» **Task**: In the data below, find every line with the word "MemberStats" and copy it.
Top of Records supplied
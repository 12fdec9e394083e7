use std::collections::BTreeMap;

use actix_web::{web, HttpResponse};
use chrono::{DateTime, Days, NaiveDate, NaiveTime, Utc};
use sqlx::SqlitePool;
use log::info;
use crate::auth::AuthenticatedUser;
use crate::error::{ApiError, Validator};
use crate::models::{
    todo::Todo,
    user::UserSummary,
};
use crate::routes::todos::todos_models::TodoResponse;
use super::reports_models::{
    UserStats, PendingUser, CompletedTodo,
    ProjectOverview, ProjectSummary, ProjectMemberName, ProjectReport, MemberStats,
    UserProjects, UserProjectsRow,
    TopPendingQuery, PendingCountQuery, DateRangeQuery, MemberNameQuery,
};

const DEFAULT_TOP_PENDING: i64 = 5;
const MAX_TOP_PENDING: i64 = 100;
const DATE_FORMAT: &str = "%d-%m-%Y";
const CREATED_AT_FORMAT: &str = "%I:%M %p, %d %b, %Y";

// Per-user todo counts, shared by the stats-style reports
const USER_TODO_COUNTS: &str = "
    SELECT u.id, u.first_name, u.last_name, u.email,
           COUNT(CASE WHEN t.done = 1 THEN 1 END) AS completed_count,
           COUNT(CASE WHEN t.done = 0 THEN 1 END) AS pending_count
    FROM users u
    LEFT JOIN todos t ON t.user_id = u.id
    GROUP BY u.id";

pub async fn list_users(
    pool: web::Data<SqlitePool>,
    _: AuthenticatedUser,
) -> Result<HttpResponse, ApiError> {
    let users = sqlx::query_as::<_, UserSummary>(
        "SELECT id, first_name, last_name, email FROM users ORDER BY id",
    )
    .fetch_all(pool.get_ref())
    .await?;
    Ok(HttpResponse::Ok().json(users))
}

pub async fn list_todos(
    pool: web::Data<SqlitePool>,
    _: AuthenticatedUser,
) -> Result<HttpResponse, ApiError> {
    let todos = Todo::list_all(pool.get_ref()).await?;
    let todos: Vec<TodoResponse> = todos.into_iter().map(TodoResponse::from).collect();
    Ok(HttpResponse::Ok().json(todos))
}

pub async fn list_projects(
    pool: web::Data<SqlitePool>,
    _: AuthenticatedUser,
) -> Result<HttpResponse, ApiError> {
    let projects = sqlx::query_as::<_, ProjectOverview>(
        "SELECT p.id, p.name, p.status, COUNT(pm.id) AS existing_member_count, p.max_members
         FROM projects p
         LEFT JOIN project_members pm ON pm.project_id = p.id
         GROUP BY p.id
         ORDER BY p.id",
    )
    .fetch_all(pool.get_ref())
    .await?;
    Ok(HttpResponse::Ok().json(projects))
}

// completed and pending todo counts for every user
pub async fn user_todo_stats(
    pool: web::Data<SqlitePool>,
    _: AuthenticatedUser,
) -> Result<HttpResponse, ApiError> {
    let stats = sqlx::query_as::<_, UserStats>(&format!("{} ORDER BY u.id", USER_TODO_COUNTS))
        .fetch_all(pool.get_ref())
        .await?;
    Ok(HttpResponse::Ok().json(stats))
}

// users with the most pending todos, five by default
pub async fn top_pending_users(
    pool: web::Data<SqlitePool>,
    _: AuthenticatedUser,
    query: web::Query<TopPendingQuery>,
) -> Result<HttpResponse, ApiError> {
    let limit = query.limit.unwrap_or(DEFAULT_TOP_PENDING);
    if !(1..=MAX_TOP_PENDING).contains(&limit) {
        return Err(ApiError::field(
            "limit",
            format!("Ensure this value is between 1 and {}.", MAX_TOP_PENDING),
        ));
    }

    let users = sqlx::query_as::<_, PendingUser>(&format!(
        "SELECT id, first_name, last_name, email, pending_count
         FROM ({})
         ORDER BY pending_count DESC, id
         LIMIT ?",
        USER_TODO_COUNTS
    ))
    .bind(limit)
    .fetch_all(pool.get_ref())
    .await?;
    Ok(HttpResponse::Ok().json(users))
}

// users whose pending count is exactly `count`
pub async fn users_with_pending_count(
    pool: web::Data<SqlitePool>,
    _: AuthenticatedUser,
    query: web::Query<PendingCountQuery>,
) -> Result<HttpResponse, ApiError> {
    let count = match query.count {
        Some(count) if count >= 0 => count,
        Some(_) => return Err(ApiError::field("count", "Ensure this value is greater than or equal to 0.")),
        None => return Err(ApiError::field("count", "This field is required.")),
    };

    let users = sqlx::query_as::<_, PendingUser>(&format!(
        "SELECT id, first_name, last_name, email, pending_count
         FROM ({})
         WHERE pending_count = ?
         ORDER BY id",
        USER_TODO_COUNTS
    ))
    .bind(count)
    .fetch_all(pool.get_ref())
    .await?;
    Ok(HttpResponse::Ok().json(users))
}

fn parse_date(v: &mut Validator, field: &str, value: Option<&str>) -> Option<NaiveDate> {
    v.require(field, value);
    let value = value?.trim();
    if value.is_empty() {
        return None;
    }
    match NaiveDate::parse_from_str(value, DATE_FORMAT) {
        Ok(date) => Some(date),
        Err(_) => {
            v.add(field, "Date has wrong format. Use DD-MM-YYYY.");
            None
        }
    }
}

fn start_of_day(date: NaiveDate) -> DateTime<Utc> {
    date.and_time(NaiveTime::MIN).and_utc()
}

// done todos created between start and end, both days included
pub async fn completed_todos_in_range(
    pool: web::Data<SqlitePool>,
    _: AuthenticatedUser,
    query: web::Query<DateRangeQuery>,
) -> Result<HttpResponse, ApiError> {
    let mut v = Validator::new();
    let start = parse_date(&mut v, "start", query.start.as_deref());
    let end = parse_date(&mut v, "end", query.end.as_deref());
    if let (Some(start), Some(end)) = (start, end) {
        if end < start {
            v.add("end", "End date must not be before start date.");
        }
    }
    v.finish()?;

    let (Some(start), Some(end)) = (start, end) else {
        return Err(ApiError::field("start", "This field is required."));
    };
    let until = end
        .checked_add_days(Days::new(1))
        .ok_or_else(|| ApiError::field("end", "Date is out of range."))?;

    info!("Fetching completed todos between {} and {}", start, end);
    let todos = Todo::list_completed_between(pool.get_ref(), start_of_day(start), start_of_day(until)).await?;
    let todos: Vec<CompletedTodo> = todos
        .into_iter()
        .map(|todo| CompletedTodo {
            creator: format!("{} {}", todo.first_name, todo.last_name),
            created_at: todo.date_created.format(CREATED_AT_FORMAT).to_string(),
            status: todo.status(),
            id: todo.id,
            name: todo.name,
            email: todo.email,
        })
        .collect();
    Ok(HttpResponse::Ok().json(todos))
}

/// Case-insensitive match on the first letters of the first name or the last
/// letters of the last name. Folds full Unicode case, not only ASCII.
fn member_name_matches(first_name: &str, last_name: &str, letter: &str) -> bool {
    let letter = letter.to_lowercase();
    first_name.to_lowercase().starts_with(&letter) || last_name.to_lowercase().ends_with(&letter)
}

// projects with a member whose first name starts, or last name ends, with the letter
pub async fn projects_with_member_name(
    pool: web::Data<SqlitePool>,
    _: AuthenticatedUser,
    query: web::Query<MemberNameQuery>,
) -> Result<HttpResponse, ApiError> {
    let letter = query.letter.as_deref().unwrap_or("A");
    let mut v = Validator::new();
    v.require("letter", Some(letter));
    v.max_length("letter", Some(letter), 30);
    v.finish()?;

    let rows = sqlx::query_as::<_, ProjectMemberName>(
        "SELECT p.id, p.name, p.status, p.max_members, u.first_name, u.last_name
         FROM projects p
         JOIN project_members pm ON pm.project_id = p.id
         JOIN users u ON u.id = pm.member_id
         ORDER BY p.id",
    )
    .fetch_all(pool.get_ref())
    .await?;

    let mut projects: Vec<ProjectSummary> = Vec::new();
    for row in rows {
        if projects.last().map_or(false, |p| p.id == row.id) {
            continue;
        }
        if member_name_matches(&row.first_name, &row.last_name, letter) {
            projects.push(ProjectSummary::from(row));
        }
    }
    Ok(HttpResponse::Ok().json(projects))
}

// per project, each member's completed and pending todo counts
pub async fn project_report(
    pool: web::Data<SqlitePool>,
    _: AuthenticatedUser,
) -> Result<HttpResponse, ApiError> {
    let projects = sqlx::query_as::<_, (i64, String)>("SELECT id, name FROM projects ORDER BY id")
        .fetch_all(pool.get_ref())
        .await?;

    let members = sqlx::query_as::<_, MemberStats>(&format!(
        "SELECT pm.project_id, c.first_name, c.last_name, c.email, c.completed_count, c.pending_count
         FROM project_members pm
         JOIN ({}) c ON c.id = pm.member_id
         ORDER BY pm.project_id, c.email",
        USER_TODO_COUNTS
    ))
    .fetch_all(pool.get_ref())
    .await?;

    let mut by_project: BTreeMap<i64, Vec<MemberStats>> = BTreeMap::new();
    for member in members {
        by_project.entry(member.project_id).or_default().push(member);
    }

    let report: Vec<ProjectReport> = projects
        .into_iter()
        .map(|(id, name)| ProjectReport {
            project_title: name,
            report: by_project.remove(&id).unwrap_or_default(),
        })
        .collect();
    Ok(HttpResponse::Ok().json(report))
}

// project names per user, split by project status
pub async fn user_project_status(
    pool: web::Data<SqlitePool>,
    _: AuthenticatedUser,
) -> Result<HttpResponse, ApiError> {
    let rows = sqlx::query_as::<_, UserProjectsRow>(
        "SELECT u.first_name, u.last_name, u.email,
                json_group_array(p.name ORDER BY p.id) FILTER (WHERE p.status = 0) AS to_do_projects,
                json_group_array(p.name ORDER BY p.id) FILTER (WHERE p.status = 1) AS in_progress_projects,
                json_group_array(p.name ORDER BY p.id) FILTER (WHERE p.status = 2) AS completed_projects
         FROM users u
         LEFT JOIN project_members pm ON pm.member_id = u.id
         LEFT JOIN projects p ON p.id = pm.project_id
         GROUP BY u.id
         ORDER BY u.id",
    )
    .fetch_all(pool.get_ref())
    .await?;

    let users = rows
        .into_iter()
        .map(UserProjects::try_from)
        .collect::<Result<Vec<_>, _>>()?;
    Ok(HttpResponse::Ok().json(users))
}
Bottom of Records supplied
» **Answer to this problem**:
    ProjectOverview, ProjectSummary, ProjectMemberName, ProjectReport, MemberStats,
    let members = sqlx::query_as::<_, MemberStats>(&format!(
    let mut by_project: BTreeMap<i64, Vec<MemberStats>> = BTreeMap::new();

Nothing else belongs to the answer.